Using any can allow situations we didn’t know we need to handle in the code happen at runtime, unexpectedly, in Production. That’s not good. Better to find that earlier before we ship code to our users. Certain situations in code we didn’t think could happen, do happen, because any tells the compiler it could happen. Worse, we sometimes have to write code because something is any, and have to handle all possible type situations (e.g. we need a string, but if it’s undefined, handle that code path as well, even if it doesn’t make sense for it to be undefined).

Additional Unit Tests

Having to write unit tests to compensate for the lack of typing is a must. It ensures when you change code, you know if you didn’t break anything. With any, there is very little compiler support, so we have to write unit tests instead in case an unhappy path happens, and we confirm we’ve handled it. The issue there is the unit test makes an assumption around the type, or types, the unhappy path should handle. Because it’s literally anything, we could have missed one or more so unit tests aren’t a sure fire way.

Lack of Understanding

The point of “typing things”, specifically around Objects and classes is to identify “what they are”. Examples would be:

  • “That’s a Google Maps Address”
  • “That is a Configuration, how the UI component is configured from our Content Management System”
  • “That is a list of Products, credit card offers with different benefits and brands that are user may qualify for”

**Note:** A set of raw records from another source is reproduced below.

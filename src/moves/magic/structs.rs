use serde::{Deserialize, Serialize};

/// A single magic bitboard entry used to compute sliding piece attacks.
#[derive(Debug, Clone, PartialEq, Eq, Serialize, Deserialize)]
pub struct MagicEntry {
    /// The magic number used to hash blocker bitboards into attack indices.
    pub magic: u64,

    /// The number of bits to shift after multiplication to get the table index.
    pub shift: u32,

    /// The precomputed relevant-occupancy mask for this square.
    pub mask: u64,

    /// The precomputed attack table indexed by (blockers * magic) >> shift.
    pub table: Box<[u64]>,
}

#[derive(Debug, Serialize, Deserialize)]
pub struct RookMagicTables {
    pub entries: Vec<MagicEntry>,
}

#[derive(Debug, Serialize, Deserialize)]
pub struct BishopMagicTables {
    pub entries: Vec<MagicEntry>,
}

#[derive(Debug, Serialize, Deserialize)]
pub struct MagicTables {
    pub rook: RookMagicTables,
    pub bishop: BishopMagicTables,
}

impl RookMagicTables {
    #[inline(always)]
    pub fn get_attacks(&self, square: usize, blockers: u64) -> u64 {
        let entry = &self.entries[square];
        let masked = blockers & entry.mask;
        let index = ((masked.wrapping_mul(entry.magic)) >> entry.shift) as usize;
        entry.table[index]
    }
}

impl BishopMagicTables {
    #[inline(always)]
    pub fn get_attacks(&self, square: usize, blockers: u64) -> u64 {
        let entry = &self.entries[square];
        let masked = blockers & entry.mask;
        let index = ((masked.wrapping_mul(entry.magic)) >> entry.shift) as usize;
        entry.table[index]
    }
}

impl MagicTables {
    /// Queen attacks are the union of rook and bishop lookups from the same square.
    #[inline(always)]
    pub fn queen_attacks(&self, square: usize, blockers: u64) -> u64 {
        let rook = self.rook.get_attacks(square, blockers);
        let bishop = self.bishop.get_attacks(square, blockers);
        rook | bishop
    }
}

Those simple types convey an immense amount of information, and are a shared language we all use to effectively communicate. We all, Product, Design, Developers, can use the same word for Product, and have a shared understanding.

Using any, we don’t. No one knows what it is, there is no shared understanding; there’s actually no understanding. Other team members, or yourself 3 months later, has no idea what the type is supposed to be, or even ought to be.